RECORDED INFORMATION: Begin

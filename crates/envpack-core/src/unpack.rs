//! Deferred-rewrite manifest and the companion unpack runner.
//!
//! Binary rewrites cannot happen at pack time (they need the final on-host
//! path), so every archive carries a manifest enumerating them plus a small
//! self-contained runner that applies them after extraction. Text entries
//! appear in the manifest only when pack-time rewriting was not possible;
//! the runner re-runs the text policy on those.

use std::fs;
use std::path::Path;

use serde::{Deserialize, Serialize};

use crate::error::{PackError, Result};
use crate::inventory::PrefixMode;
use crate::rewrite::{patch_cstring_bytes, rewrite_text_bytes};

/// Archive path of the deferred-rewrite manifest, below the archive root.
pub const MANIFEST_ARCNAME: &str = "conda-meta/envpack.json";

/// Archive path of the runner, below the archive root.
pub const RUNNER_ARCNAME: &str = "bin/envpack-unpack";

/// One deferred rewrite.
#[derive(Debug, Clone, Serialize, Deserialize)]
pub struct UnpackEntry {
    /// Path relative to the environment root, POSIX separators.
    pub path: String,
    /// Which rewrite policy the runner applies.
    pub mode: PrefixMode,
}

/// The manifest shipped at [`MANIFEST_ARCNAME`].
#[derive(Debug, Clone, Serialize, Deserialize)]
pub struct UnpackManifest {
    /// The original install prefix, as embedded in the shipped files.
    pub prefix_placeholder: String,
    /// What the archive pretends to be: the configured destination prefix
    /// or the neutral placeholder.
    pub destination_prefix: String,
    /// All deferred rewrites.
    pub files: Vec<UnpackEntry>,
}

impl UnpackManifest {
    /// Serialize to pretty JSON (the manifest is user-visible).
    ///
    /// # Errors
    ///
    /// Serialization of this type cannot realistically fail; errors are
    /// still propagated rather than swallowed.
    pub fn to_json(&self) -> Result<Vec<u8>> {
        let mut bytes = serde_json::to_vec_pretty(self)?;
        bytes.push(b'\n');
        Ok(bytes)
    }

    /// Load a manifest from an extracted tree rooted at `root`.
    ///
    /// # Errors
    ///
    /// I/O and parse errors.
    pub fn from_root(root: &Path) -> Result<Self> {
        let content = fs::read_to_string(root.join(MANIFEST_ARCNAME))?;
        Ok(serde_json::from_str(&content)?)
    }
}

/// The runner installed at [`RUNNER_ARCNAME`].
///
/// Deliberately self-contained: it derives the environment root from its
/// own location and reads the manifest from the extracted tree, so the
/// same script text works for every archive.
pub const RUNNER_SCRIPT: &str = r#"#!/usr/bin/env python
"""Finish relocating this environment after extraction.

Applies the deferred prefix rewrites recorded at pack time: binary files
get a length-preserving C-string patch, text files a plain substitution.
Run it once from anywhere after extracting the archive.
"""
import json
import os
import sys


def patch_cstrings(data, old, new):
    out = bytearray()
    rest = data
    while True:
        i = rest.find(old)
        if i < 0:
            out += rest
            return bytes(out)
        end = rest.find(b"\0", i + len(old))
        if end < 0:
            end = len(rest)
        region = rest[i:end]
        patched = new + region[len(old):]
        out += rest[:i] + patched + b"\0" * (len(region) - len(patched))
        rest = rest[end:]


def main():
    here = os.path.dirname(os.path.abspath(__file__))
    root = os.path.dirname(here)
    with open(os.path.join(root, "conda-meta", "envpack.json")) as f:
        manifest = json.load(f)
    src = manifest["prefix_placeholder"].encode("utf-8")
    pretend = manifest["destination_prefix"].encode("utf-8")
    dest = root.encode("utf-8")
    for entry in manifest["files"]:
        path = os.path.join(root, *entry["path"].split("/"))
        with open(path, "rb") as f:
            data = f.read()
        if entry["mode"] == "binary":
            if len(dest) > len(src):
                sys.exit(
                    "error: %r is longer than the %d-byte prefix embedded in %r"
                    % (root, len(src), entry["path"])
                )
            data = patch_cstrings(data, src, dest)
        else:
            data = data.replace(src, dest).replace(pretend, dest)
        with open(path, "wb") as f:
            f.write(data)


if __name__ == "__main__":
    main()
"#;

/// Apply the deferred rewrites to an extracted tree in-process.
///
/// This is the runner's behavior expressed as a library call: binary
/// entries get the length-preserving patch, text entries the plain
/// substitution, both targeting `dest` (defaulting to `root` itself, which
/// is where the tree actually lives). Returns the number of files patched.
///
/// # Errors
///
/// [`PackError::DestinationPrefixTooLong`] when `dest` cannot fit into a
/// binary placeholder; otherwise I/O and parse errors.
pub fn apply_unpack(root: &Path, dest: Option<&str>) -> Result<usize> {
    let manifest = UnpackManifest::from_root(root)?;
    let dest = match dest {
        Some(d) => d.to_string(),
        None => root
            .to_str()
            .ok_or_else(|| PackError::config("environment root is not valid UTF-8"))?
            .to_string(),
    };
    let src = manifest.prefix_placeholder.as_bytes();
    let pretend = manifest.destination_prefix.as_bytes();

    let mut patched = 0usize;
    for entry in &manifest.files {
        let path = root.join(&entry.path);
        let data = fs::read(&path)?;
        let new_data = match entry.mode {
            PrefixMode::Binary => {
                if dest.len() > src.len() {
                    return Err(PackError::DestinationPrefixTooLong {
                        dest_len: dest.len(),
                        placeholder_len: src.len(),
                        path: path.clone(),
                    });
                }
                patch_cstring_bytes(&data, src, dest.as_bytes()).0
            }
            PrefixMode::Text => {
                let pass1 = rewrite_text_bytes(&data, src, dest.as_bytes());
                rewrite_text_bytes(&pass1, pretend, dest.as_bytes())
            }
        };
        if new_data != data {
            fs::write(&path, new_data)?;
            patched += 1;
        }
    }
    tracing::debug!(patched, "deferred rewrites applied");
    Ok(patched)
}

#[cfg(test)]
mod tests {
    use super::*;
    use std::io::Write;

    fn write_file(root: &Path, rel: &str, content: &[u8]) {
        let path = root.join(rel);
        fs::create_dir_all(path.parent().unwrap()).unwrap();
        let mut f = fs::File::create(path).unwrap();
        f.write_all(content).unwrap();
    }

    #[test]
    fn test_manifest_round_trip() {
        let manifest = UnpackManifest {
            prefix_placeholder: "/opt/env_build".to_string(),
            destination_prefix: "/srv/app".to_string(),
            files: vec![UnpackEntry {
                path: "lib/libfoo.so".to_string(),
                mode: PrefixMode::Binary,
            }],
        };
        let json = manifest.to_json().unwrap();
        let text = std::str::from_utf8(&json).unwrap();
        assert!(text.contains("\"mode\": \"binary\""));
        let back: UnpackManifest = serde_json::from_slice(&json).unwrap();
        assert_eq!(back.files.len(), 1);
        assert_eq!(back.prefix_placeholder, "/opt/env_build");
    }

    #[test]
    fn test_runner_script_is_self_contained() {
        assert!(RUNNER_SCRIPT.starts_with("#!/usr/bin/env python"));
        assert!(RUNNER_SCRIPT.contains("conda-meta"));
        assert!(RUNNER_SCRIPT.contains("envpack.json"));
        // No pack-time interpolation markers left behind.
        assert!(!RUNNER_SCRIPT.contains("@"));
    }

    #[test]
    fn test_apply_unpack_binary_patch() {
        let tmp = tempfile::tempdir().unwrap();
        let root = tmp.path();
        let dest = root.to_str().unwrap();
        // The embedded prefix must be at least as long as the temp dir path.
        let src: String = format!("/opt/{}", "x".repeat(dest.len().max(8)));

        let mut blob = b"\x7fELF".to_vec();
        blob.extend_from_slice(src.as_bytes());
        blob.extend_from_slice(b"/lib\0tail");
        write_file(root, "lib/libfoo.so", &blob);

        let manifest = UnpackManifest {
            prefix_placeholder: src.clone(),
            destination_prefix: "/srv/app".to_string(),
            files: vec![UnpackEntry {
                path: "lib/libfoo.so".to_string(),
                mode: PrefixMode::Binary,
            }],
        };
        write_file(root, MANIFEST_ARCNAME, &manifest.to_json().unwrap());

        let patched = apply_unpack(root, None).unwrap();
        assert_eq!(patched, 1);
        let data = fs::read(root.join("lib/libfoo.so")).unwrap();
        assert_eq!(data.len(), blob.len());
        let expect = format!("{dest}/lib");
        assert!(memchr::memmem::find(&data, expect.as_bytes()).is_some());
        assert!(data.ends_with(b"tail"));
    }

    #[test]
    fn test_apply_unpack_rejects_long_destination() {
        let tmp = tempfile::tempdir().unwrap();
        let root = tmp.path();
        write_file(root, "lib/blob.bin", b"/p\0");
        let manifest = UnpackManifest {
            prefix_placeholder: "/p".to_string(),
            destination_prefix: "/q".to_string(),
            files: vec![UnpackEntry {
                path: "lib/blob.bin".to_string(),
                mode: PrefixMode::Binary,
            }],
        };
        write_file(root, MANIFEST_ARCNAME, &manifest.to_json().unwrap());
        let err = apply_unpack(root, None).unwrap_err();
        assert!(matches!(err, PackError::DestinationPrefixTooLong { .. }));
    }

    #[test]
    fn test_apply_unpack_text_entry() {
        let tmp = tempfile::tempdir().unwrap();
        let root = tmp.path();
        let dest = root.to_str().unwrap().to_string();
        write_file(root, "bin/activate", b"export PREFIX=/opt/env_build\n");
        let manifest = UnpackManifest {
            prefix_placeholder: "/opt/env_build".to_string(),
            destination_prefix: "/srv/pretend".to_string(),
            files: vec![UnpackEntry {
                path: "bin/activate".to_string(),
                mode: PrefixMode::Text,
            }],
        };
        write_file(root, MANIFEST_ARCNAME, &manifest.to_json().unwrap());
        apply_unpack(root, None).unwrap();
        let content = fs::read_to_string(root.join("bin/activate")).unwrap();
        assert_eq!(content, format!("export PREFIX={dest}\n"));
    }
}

RECORDED INFORMATION: End

Quote every line from the beginning of the entries up to and including the line that contains "let content = fs::read_to_string(root.join(MANIFEST_ARCNAME))?;".

* **RESULT**
filename crates/envpack-core/src/unpack.rs
//! Deferred-rewrite manifest and the companion unpack runner.
//!
//! Binary rewrites cannot happen at pack time (they need the final on-host
//! path), so every archive carries a manifest enumerating them plus a small
//! self-contained runner that applies them after extraction. Text entries
//! appear in the manifest only when pack-time rewriting was not possible;
//! the runner re-runs the text policy on those.

use std::fs;
use std::path::Path;

use serde::{Deserialize, Serialize};

use crate::error::{PackError, Result};
use crate::inventory::PrefixMode;
use crate::rewrite::{patch_cstring_bytes, rewrite_text_bytes};

/// Archive path of the deferred-rewrite manifest, below the archive root.
pub const MANIFEST_ARCNAME: &str = "conda-meta/envpack.json";

/// Archive path of the runner, below the archive root.
pub const RUNNER_ARCNAME: &str = "bin/envpack-unpack";

/// One deferred rewrite.
#[derive(Debug, Clone, Serialize, Deserialize)]
pub struct UnpackEntry {
    /// Path relative to the environment root, POSIX separators.
    pub path: String,
    /// Which rewrite policy the runner applies.
    pub mode: PrefixMode,
}

/// The manifest shipped at [`MANIFEST_ARCNAME`].
#[derive(Debug, Clone, Serialize, Deserialize)]
pub struct UnpackManifest {
    /// The original install prefix, as embedded in the shipped files.
    pub prefix_placeholder: String,
    /// What the archive pretends to be: the configured destination prefix
    /// or the neutral placeholder.
    pub destination_prefix: String,
    /// All deferred rewrites.
    pub files: Vec<UnpackEntry>,
}

impl UnpackManifest {
    /// Serialize to pretty JSON (the manifest is user-visible).
    ///
    /// # Errors
    ///
    /// Serialization of this type cannot realistically fail; errors are
    /// still propagated rather than swallowed.
    pub fn to_json(&self) -> Result<Vec<u8>> {
        let mut bytes = serde_json::to_vec_pretty(self)?;
        bytes.push(b'\n');
        Ok(bytes)
    }

    /// Load a manifest from an extracted tree rooted at `root`.
    ///
    /// # Errors
    ///
    /// I/O and parse errors.
    pub fn from_root(root: &Path) -> Result<Self> {
        let content = fs::read_to_string(root.join(MANIFEST_ARCNAME))?;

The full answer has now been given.